Cancer Cell Destroyer

However, tumor cells become vulnerable to this: they are almost defenseless against viruses. Healthy cells trigger an alarm when they are attacked by viruses: They release interferons, messenger substances that shake up the immune system and ultimately ensure that the viruses are kept in check. “Cancer cells have a defective interferon system. Otherwise they would attract the attention of the immune system and end up in the cell cemetery, ”says Lauer. Viruses can therefore multiply almost unhindered in cancer cells.

The idea of ​​using viruses in the fight against cancer is not new.

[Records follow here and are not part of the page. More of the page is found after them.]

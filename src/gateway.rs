/// CCIP-Read gateway
///
/// Answers one `{sender, data}` request at a time: decode the lookup, fetch
/// the raw record, encode and sign it, and return the callback payload.
use crate::coder::{decode_request, encode_response};
use crate::config::GatewayConfig;
use crate::crypto::ResponseSigner;
use crate::error::{CoderError, GatewayError, GatewayResult};
use crate::records::{RecordSource, RecordStore};
use chrono::{DateTime, Duration, Utc};
use serde::{Deserialize, Serialize};
use tracing::{debug, info, warn};

/// Request body of a CCIP-Read gateway call
#[derive(Debug, Clone, Serialize, Deserialize)]
pub struct GatewayRequest {
    /// Resolver contract that raised `OffchainLookup`
    pub sender: String,
    /// `resolve(bytes,bytes)` calldata, hex
    pub data: String,
}

/// Response body of a CCIP-Read gateway call
#[derive(Debug, Clone, PartialEq, Eq, Serialize, Deserialize)]
pub struct GatewayResponse {
    /// ABI-encoded `(bytes result, uint64 expires, bytes sig)`, hex
    pub data: String,
}

/// Signing gateway over a record source
pub struct Gateway {
    signer: ResponseSigner,
    records: Box<dyn RecordSource + Send + Sync>,
    ttl: Duration,
}

impl Gateway {
    pub fn new(
        signer: ResponseSigner,
        records: impl RecordSource + Send + Sync + 'static,
        ttl: Duration,
    ) -> Self {
        Self {
            signer,
            records: Box::new(records),
            ttl,
        }
    }

    /// Build a gateway from configuration, loading the record store from disk
    pub fn from_config(config: &GatewayConfig) -> GatewayResult<Self> {
        let signer = ResponseSigner::from_hex(&config.signing.private_key_hex)?;
        let records = RecordStore::load(&config.records.path)?;
        let ttl = i64::try_from(config.response.ttl_seconds)
            .map_err(|_| GatewayError::Config("Response TTL is too large".to_string()))?;

        info!(
            "Loaded {} names from {}, signing as {}",
            records.len(),
            config.records.path.display(),
            signer.address()
        );

        Ok(Self::new(signer, records, Duration::seconds(ttl)))
    }

    /// Address the resolver must trust to accept our responses
    pub fn signer_address(&self) -> alloy_primitives::Address {
        self.signer.address()
    }

    /// Handle a request, stamping the response to expire `ttl` from now
    pub fn handle(&self, request: &GatewayRequest) -> GatewayResult<GatewayResponse> {
        self.handle_at(request, Utc::now())
    }

    /// Handle a request as if received at `now`
    pub fn handle_at(
        &self,
        request: &GatewayRequest,
        now: DateTime<Utc>,
    ) -> GatewayResult<GatewayResponse> {
        let lookup = decode_request(&request.sender, &request.data).map_err(|e| {
            warn!("Rejected lookup from {}: {}", request.sender, e);
            e
        })?;

        debug!(
            "Decoded {} lookup for {} from {}",
            lookup.kind(),
            lookup.name(),
            lookup.sender()
        );

        let result = self.records.resolve(&lookup)?;

        let expires = u64::try_from((now + self.ttl).timestamp())
            .map_err(|_| CoderError::EncodingFailed("expiry precedes the Unix epoch".to_string()))?;

        let encoded = lookup.encode_result(&result, expires)?;
        let signature = self.signer.sign_hash(&encoded.hash)?;
        let response = encode_response(&encoded.data, expires, &signature)?;

        info!(
            "Signed {} lookup for {} (expires {})",
            lookup.kind(),
            lookup.name(),
            expires
        );

        Ok(GatewayResponse {
            data: format!("0x{}", hex::encode(response)),
        })
    }

    /// Handle a JSON request body and produce a JSON response body
    pub fn handle_json(&self, body: &str) -> GatewayResult<String> {
        let request: GatewayRequest = serde_json::from_str(body)?;
        let response = self.handle(&request)?;
        Ok(serde_json::to_string(&response)?)
    }
}
/// Request decoding and response encoding for `resolve(bytes,bytes)`
use crate::abi::{
    IResolverService, SELECTOR_ADDR, SELECTOR_MULTICOIN_ADDR, SELECTOR_RESOLVE, SELECTOR_TEXT,
};
use crate::dns_name;
use crate::error::{CoderError, CoderResult};
use crate::lookup::{AddrLookup, Lookup, MulticoinAddrLookup, TextLookup};
use alloy_primitives::{Address, Bytes};
use alloy_sol_types::{SolCall, SolValue};

const ADDRESS_LEN: usize = 20;

/// Signature layout: r (32) | s (32) | v (1)
pub const SIGNATURE_LEN: usize = 65;

/// Recovery ids accepted in `v`: 27/28 plus the extended range some signers emit
const RECOVERY_ID_RANGE: std::ops::RangeInclusive<u8> = 27..=34;

/// Decode a gateway request into the lookup it asks for.
///
/// `sender` is the resolver contract address and `data` the calldata it
/// passed to `OffchainLookup`; both are hex with an optional `0x` prefix.
pub fn decode_request(sender: &str, data: &str) -> CoderResult<Lookup> {
    let sender_bytes = decode_hex(sender).map_err(|_| CoderError::InvalidSender)?;
    if sender_bytes.len() != ADDRESS_LEN {
        return Err(CoderError::InvalidSender);
    }
    let sender = Address::from_slice(&sender_bytes);

    let request_data = decode_hex(data).map_err(CoderError::InvalidHex)?;

    if request_data.len() < 4 || request_data[..4] != SELECTOR_RESOLVE {
        return Err(CoderError::NotAResolveCall);
    }

    let resolve = IResolverService::resolveCall::abi_decode_raw(&request_data[4..])
        .map_err(|e| CoderError::malformed("resolve calldata", e))?;

    let name = dns_name::decode(&resolve.name).map_err(CoderError::InvalidDnsName)?;

    let Some((selector, lookup_inputs)) = resolve.data.split_first_chunk::<4>() else {
        return Err(CoderError::MalformedCalldata {
            what: "resolve calldata",
            source: None,
        });
    };

    let lookup = match *selector {
        SELECTOR_ADDR => AddrLookup::new(name, lookup_inputs, sender, request_data)?.into(),
        SELECTOR_MULTICOIN_ADDR => {
            MulticoinAddrLookup::new(name, lookup_inputs, sender, request_data)?.into()
        }
        SELECTOR_TEXT => TextLookup::new(name, lookup_inputs, sender, request_data)?.into(),
        selector => return Err(CoderError::UnsupportedLookup { selector }),
    };

    Ok(lookup)
}

/// ABI-encode the `(bytes result, uint64 expires, bytes sig)` returned to the
/// resolver's callback
pub fn encode_response(result: &[u8], expires: u64, signature: &[u8]) -> CoderResult<Vec<u8>> {
    if signature.len() != SIGNATURE_LEN {
        return Err(CoderError::InvalidSignatureLength(signature.len()));
    }

    let v = signature[SIGNATURE_LEN - 1];
    if !RECOVERY_ID_RANGE.contains(&v) {
        return Err(CoderError::InvalidSignatureRecoveryId(v));
    }

    Ok((
        Bytes::copy_from_slice(result),
        expires,
        Bytes::copy_from_slice(signature),
    )
        .abi_encode_params())
}

/// Decode hex with or without a `0x` prefix
pub(crate) fn decode_hex(s: &str) -> Result<Vec<u8>, hex::FromHexError> {
    hex::decode(s.strip_prefix("0x").unwrap_or(s))
}

#[cfg(test)]
mod tests {
    use super::*;
    use crate::abi::{IAddrResolver, IMulticoinAddrResolver, ITextResolver};
    use crate::lookup::test_support::*;
    use crate::namehash::namehash;
    use alloy_primitives::U256;
    use rand::Rng;
    use std::error::Error as _;

    fn hex_prefixed(bytes: &[u8]) -> String {
        format!("0x{}", hex::encode(bytes))
    }

    fn sender_hex(sender: &Address) -> String {
        hex_prefixed(sender.as_slice())
    }

    #[test]
    fn test_decode_request_addr_lookup() {
        let sender = random_address();
        let name = random_name();

        let inner = IAddrResolver::addrCall {
            node: namehash(&name),
        }
        .abi_encode();
        let request_data = resolve_call(&name, inner);

        let lookup = decode_request(&sender_hex(&sender), &hex_prefixed(&request_data)).unwrap();

        assert!(matches!(lookup, Lookup::Addr(_)));
        assert_eq!(lookup.name(), name);
        assert_eq!(lookup.sender(), sender);
        assert_eq!(lookup.request_data(), request_data.as_slice());
    }

    #[test]
    fn test_decode_request_multicoin_addr_lookup() {
        let sender = random_address();
        let name = random_name();
        let coin_type = U256::from(rand::thread_rng().gen_range(0u64..100_000));

        let inner = IMulticoinAddrResolver::addrCall {
            node: namehash(&name),
            coinType: coin_type,
        }
        .abi_encode();
        let request_data = resolve_call(&name, inner);

        let lookup = decode_request(&sender_hex(&sender), &hex_prefixed(&request_data)).unwrap();

        let Lookup::MulticoinAddr(multicoin) = &lookup else {
            panic!("expected a multicoin addr lookup, got {}", lookup.kind());
        };
        assert_eq!(multicoin.name(), name);
        assert_eq!(multicoin.coin_type(), coin_type);
        assert_eq!(lookup.sender(), sender);
        assert_eq!(lookup.request_data(), request_data.as_slice());
    }

    #[test]
    fn test_decode_request_text_lookup() {
        let sender = random_address();
        let name = random_name();
        let key = format!("key{}", rand::thread_rng().gen_range(0..100_000));

        let inner = ITextResolver::textCall {
            node: namehash(&name),
            key: key.clone(),
        }
        .abi_encode();
        let request_data = resolve_call(&name, inner);

        // bare hex, no prefix
        let lookup = decode_request(
            &hex::encode(sender.as_slice()),
            &hex::encode(&request_data),
        )
        .unwrap();

        let Lookup::Text(text) = &lookup else {
            panic!("expected a text lookup, got {}", lookup.kind());
        };
        assert_eq!(text.name(), name);
        assert_eq!(text.key(), key);
        assert_eq!(lookup.sender(), sender);
        assert_eq!(lookup.request_data(), request_data.as_slice());
    }

    #[test]
    fn test_decode_request_invalid_address() {
        let err = decode_request("0xcafebabe", "0x").unwrap_err();
        assert_eq!(err.to_string(), "sender is not a valid address");

        let err = decode_request("not hex", "0x").unwrap_err();
        assert!(matches!(err, CoderError::InvalidSender));
    }

    #[test]
    fn test_decode_request_non_hex_data() {
        let sender = random_address();
        let err = decode_request(&sender_hex(&sender), "zebra").unwrap_err();
        assert_eq!(err.to_string(), "data is not a valid hex string");
        assert!(err.source().is_some());
    }

    #[test]
    fn test_decode_request_empty_data() {
        let sender = random_address();
        let err = decode_request(&sender_hex(&sender), "0x").unwrap_err();
        assert_eq!(err.to_string(), "data is not a resolve call");
    }

    #[test]
    fn test_decode_request_wrong_outer_selector() {
        let sender = random_address();
        let name = random_name();
        let inner = IAddrResolver::addrCall {
            node: namehash(&name),
        }
        .abi_encode();

        // an addr call sent directly instead of wrapped in resolve
        let err = decode_request(&sender_hex(&sender), &hex_prefixed(&inner)).unwrap_err();
        assert!(matches!(err, CoderError::NotAResolveCall));
    }

    #[test]
    fn test_decode_request_malformed_data() {
        let sender = random_address();
        let name = random_name();

        let inner = IAddrResolver::addrCall {
            node: namehash(&name),
        }
        .abi_encode();

        // resolve selector followed by addr arguments
        let mut malformed = SELECTOR_RESOLVE.to_vec();
        malformed.extend_from_slice(&inner[4..]);

        let err = decode_request(&sender_hex(&sender), &hex_prefixed(&malformed)).unwrap_err();
        assert!(err.to_string().contains("failed to decode resolve calldata"));
        assert!(err.source().is_some());
    }

    #[test]
    fn test_decode_request_invalid_dns_encoded_name() {
        let sender = random_address();
        let name = random_name();

        let inner = IAddrResolver::addrCall {
            node: namehash(&name),
        }
        .abi_encode();

        // raw name instead of the dns-encoded name
        let request_data = IResolverService::resolveCall {
            name: name.as_bytes().to_vec().into(),
            data: inner.into(),
        }
        .abi_encode();

        let err = decode_request(&sender_hex(&sender), &hex_prefixed(&request_data)).unwrap_err();
        assert!(err
            .to_string()
            .contains("failed to parse dns-encoded name"));
        assert!(matches!(err, CoderError::InvalidDnsName(_)));
    }

    #[test]
    fn test_decode_request_unsupported_lookup() {
        let sender = random_address();
        let name = random_name();

        let mut inner = IAddrResolver::addrCall {
            node: namehash(&name),
        }
        .abi_encode();

        let mut random_selector: [u8; 4] = rand::thread_rng().gen();
        while [SELECTOR_ADDR, SELECTOR_MULTICOIN_ADDR, SELECTOR_TEXT].contains(&random_selector) {
            random_selector = rand::thread_rng().gen();
        }
        inner[..4].copy_from_slice(&random_selector);

        let request_data = resolve_call(&name, inner);

        let err = decode_request(&sender_hex(&sender), &hex_prefixed(&request_data)).unwrap_err();
        assert_eq!(
            err.to_string(),
            format!("unsupported lookup: {}", hex_prefixed(&random_selector))
        );
        assert!(matches!(
            err,
            CoderError::UnsupportedLookup { selector } if selector == random_selector
        ));
    }

    #[test]
    fn test_decode_request_short_inner_call() {
        let sender = random_address();
        let request_data = resolve_call("alice.eth", vec![0x3b, 0x3b]);

        let err = decode_request(&sender_hex(&sender), &hex_prefixed(&request_data)).unwrap_err();
        assert!(matches!(
            err,
            CoderError::MalformedCalldata { source: None, .. }
        ));
    }

    #[test]
    fn test_decode_request_name_hash_mismatch() {
        let sender = random_address();

        let inner = IAddrResolver::addrCall {
            node: namehash("bob.eth"),
        }
        .abi_encode();
        let request_data = resolve_call("alice.eth", inner);

        let err = decode_request(&sender_hex(&sender), &hex_prefixed(&request_data)).unwrap_err();
        assert!(matches!(err, CoderError::NameHashMismatch));
    }

    fn mock_signature(v: u8) -> Vec<u8> {
        let mut signature = vec![0u8; SIGNATURE_LEN];
        rand::thread_rng().fill(&mut signature[..64]);
        signature[64] = v;
        signature
    }

    #[test]
    fn test_encode_response() {
        let result: [u8; 32] = rand::thread_rng().gen();
        let expires = 1_900_000_000u64;
        let signature = mock_signature(27);

        let response = encode_response(&result, expires, &signature).unwrap();

        let (decoded_result, decoded_expires, decoded_signature) =
            <(Bytes, u64, Bytes)>::abi_decode_params(&response).unwrap();
        assert_eq!(decoded_result.as_ref(), result.as_slice());
        assert_eq!(decoded_expires, expires);
        assert_eq!(decoded_signature.as_ref(), signature.as_slice());
    }

    #[test]
    fn test_encode_response_matches_resolve_returns() {
        let result = vec![0xaa; 40];
        let signature = mock_signature(28);

        let response = encode_response(&result, 7, &signature).unwrap();

        let returns = IResolverService::resolveCall::abi_decode_returns(&response).unwrap();
        assert_eq!(returns.result.as_ref(), result.as_slice());
        assert_eq!(returns.expires, 7);
        assert_eq!(returns.sig.as_ref(), signature.as_slice());
    }

    #[test]
    fn test_encode_response_invalid_signature_length() {
        for len in [0usize, 64, 66] {
            let err = encode_response(b"result", 1, &vec![27u8; len]).unwrap_err();
            assert_eq!(err.to_string(), "signature must be 65 bytes long");
        }
    }

    #[test]
    fn test_encode_response_invalid_recovery_id() {
        for v in [0u8, 26, 35] {
            let err = encode_response(b"result", 1, &mock_signature(v)).unwrap_err();
            assert_eq!(err.to_string(), "invalid \"v\" value in the signature");
            assert!(matches!(err, CoderError::InvalidSignatureRecoveryId(got) if got == v));
        }
    }

    #[test]
    fn test_encode_response_accepts_extended_recovery_ids() {
        for v in [27u8, 28, 34] {
            assert!(encode_response(b"result", 1, &mock_signature(v)).is_ok());
        }
    }
}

More than a hundred years ago, doctors observed that canker sores sometimes disappeared as if by magic after a virus infection.

However, the first studies on cancer patients in the middle of the 20th century failed because of dangerous side effects.

At the end of the 20th century, genetic engineering opened up new possibilities.

Researchers today switch off viral genes, insert others and thus change the properties of viruses in a targeted manner.

Oncolytic viruses should, if possible, only attack cancer cells and spare healthy cells.

Some can do this naturally because they bind particularly well to certain receptors that are found in increased numbers in cancer cells.